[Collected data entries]

+===+

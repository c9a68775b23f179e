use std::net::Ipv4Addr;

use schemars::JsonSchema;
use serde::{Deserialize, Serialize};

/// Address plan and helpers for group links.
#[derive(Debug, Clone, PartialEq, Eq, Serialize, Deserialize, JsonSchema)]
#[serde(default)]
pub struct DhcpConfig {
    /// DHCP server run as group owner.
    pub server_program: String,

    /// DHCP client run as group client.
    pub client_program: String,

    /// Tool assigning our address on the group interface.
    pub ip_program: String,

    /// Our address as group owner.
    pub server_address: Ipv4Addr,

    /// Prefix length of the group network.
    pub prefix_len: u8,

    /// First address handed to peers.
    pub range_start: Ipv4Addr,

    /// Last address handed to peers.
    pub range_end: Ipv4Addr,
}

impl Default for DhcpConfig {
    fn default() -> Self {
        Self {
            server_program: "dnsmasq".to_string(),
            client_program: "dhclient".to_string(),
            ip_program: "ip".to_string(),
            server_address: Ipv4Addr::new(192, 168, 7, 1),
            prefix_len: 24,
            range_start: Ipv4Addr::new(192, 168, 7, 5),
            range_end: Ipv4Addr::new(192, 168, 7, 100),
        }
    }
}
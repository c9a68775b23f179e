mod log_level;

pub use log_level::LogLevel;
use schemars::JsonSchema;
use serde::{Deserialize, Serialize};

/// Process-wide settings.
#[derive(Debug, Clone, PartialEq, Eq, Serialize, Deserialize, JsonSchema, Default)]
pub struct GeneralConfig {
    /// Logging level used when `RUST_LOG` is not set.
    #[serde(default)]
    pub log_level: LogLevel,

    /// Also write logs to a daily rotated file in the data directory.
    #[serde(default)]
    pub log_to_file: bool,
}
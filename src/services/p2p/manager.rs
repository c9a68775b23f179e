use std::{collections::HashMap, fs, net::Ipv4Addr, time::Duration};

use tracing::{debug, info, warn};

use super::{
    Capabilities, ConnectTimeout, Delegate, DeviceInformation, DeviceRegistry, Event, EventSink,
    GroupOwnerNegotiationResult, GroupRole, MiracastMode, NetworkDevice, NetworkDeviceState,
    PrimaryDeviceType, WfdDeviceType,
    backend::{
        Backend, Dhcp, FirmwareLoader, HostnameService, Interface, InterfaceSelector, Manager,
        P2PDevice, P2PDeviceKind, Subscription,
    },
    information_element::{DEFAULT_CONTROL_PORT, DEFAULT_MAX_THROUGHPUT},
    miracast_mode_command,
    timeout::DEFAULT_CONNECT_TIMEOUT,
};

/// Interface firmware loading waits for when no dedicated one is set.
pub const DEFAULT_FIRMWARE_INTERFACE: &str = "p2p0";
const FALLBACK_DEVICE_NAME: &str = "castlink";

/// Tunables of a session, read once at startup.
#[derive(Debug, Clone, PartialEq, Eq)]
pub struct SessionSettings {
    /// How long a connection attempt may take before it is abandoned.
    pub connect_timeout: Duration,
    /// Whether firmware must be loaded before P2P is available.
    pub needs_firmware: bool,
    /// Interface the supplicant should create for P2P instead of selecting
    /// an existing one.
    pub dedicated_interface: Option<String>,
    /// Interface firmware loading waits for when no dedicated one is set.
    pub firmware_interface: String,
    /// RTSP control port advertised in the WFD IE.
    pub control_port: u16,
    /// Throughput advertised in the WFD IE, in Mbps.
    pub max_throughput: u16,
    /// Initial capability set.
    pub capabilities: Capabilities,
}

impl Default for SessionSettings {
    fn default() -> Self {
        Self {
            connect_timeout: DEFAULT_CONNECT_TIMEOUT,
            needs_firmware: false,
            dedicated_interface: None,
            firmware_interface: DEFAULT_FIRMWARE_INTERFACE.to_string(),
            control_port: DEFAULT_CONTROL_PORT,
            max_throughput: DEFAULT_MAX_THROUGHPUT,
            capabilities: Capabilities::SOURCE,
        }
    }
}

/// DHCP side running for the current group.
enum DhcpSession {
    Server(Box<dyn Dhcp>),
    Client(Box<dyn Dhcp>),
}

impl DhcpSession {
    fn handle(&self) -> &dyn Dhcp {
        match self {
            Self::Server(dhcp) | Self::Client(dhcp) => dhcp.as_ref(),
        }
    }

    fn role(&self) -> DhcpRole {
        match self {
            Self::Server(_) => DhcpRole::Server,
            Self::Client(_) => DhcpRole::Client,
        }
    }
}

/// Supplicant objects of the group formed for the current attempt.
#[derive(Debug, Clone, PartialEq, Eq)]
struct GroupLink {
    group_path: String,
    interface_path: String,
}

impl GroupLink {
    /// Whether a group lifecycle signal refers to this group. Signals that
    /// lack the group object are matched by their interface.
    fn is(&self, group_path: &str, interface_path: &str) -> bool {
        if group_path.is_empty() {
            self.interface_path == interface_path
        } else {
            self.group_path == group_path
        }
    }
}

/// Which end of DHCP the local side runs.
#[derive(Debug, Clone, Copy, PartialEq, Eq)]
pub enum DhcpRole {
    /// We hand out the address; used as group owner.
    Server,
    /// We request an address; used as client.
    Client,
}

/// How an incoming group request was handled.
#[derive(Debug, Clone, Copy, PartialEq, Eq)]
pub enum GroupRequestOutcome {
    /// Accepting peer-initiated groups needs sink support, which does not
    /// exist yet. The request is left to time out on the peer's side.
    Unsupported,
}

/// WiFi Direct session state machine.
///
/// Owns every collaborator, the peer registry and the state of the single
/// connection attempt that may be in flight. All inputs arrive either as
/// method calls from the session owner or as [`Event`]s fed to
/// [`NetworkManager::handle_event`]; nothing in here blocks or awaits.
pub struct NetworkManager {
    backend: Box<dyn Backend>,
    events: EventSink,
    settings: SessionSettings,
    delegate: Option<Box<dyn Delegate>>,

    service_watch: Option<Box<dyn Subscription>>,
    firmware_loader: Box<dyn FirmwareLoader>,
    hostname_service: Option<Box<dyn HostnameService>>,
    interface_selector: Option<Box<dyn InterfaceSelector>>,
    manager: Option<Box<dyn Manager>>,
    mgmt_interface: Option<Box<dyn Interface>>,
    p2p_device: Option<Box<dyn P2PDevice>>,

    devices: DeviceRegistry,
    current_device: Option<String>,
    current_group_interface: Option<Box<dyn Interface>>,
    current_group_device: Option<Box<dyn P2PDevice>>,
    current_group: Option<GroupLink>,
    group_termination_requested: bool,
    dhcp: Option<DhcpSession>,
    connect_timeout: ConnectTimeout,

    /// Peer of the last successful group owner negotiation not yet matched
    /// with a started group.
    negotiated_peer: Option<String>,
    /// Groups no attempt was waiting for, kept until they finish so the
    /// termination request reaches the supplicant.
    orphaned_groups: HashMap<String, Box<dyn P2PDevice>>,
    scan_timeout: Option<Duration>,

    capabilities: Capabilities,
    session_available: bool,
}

+===+

> [Work to be completed] Search the data for the string "FirmwareLoader" and copy each line where it appears.

> [Solution for this task]
        Backend, Dhcp, FirmwareLoader, HostnameService, Interface, InterfaceSelector, Manager,
    firmware_loader: Box<dyn FirmwareLoader>,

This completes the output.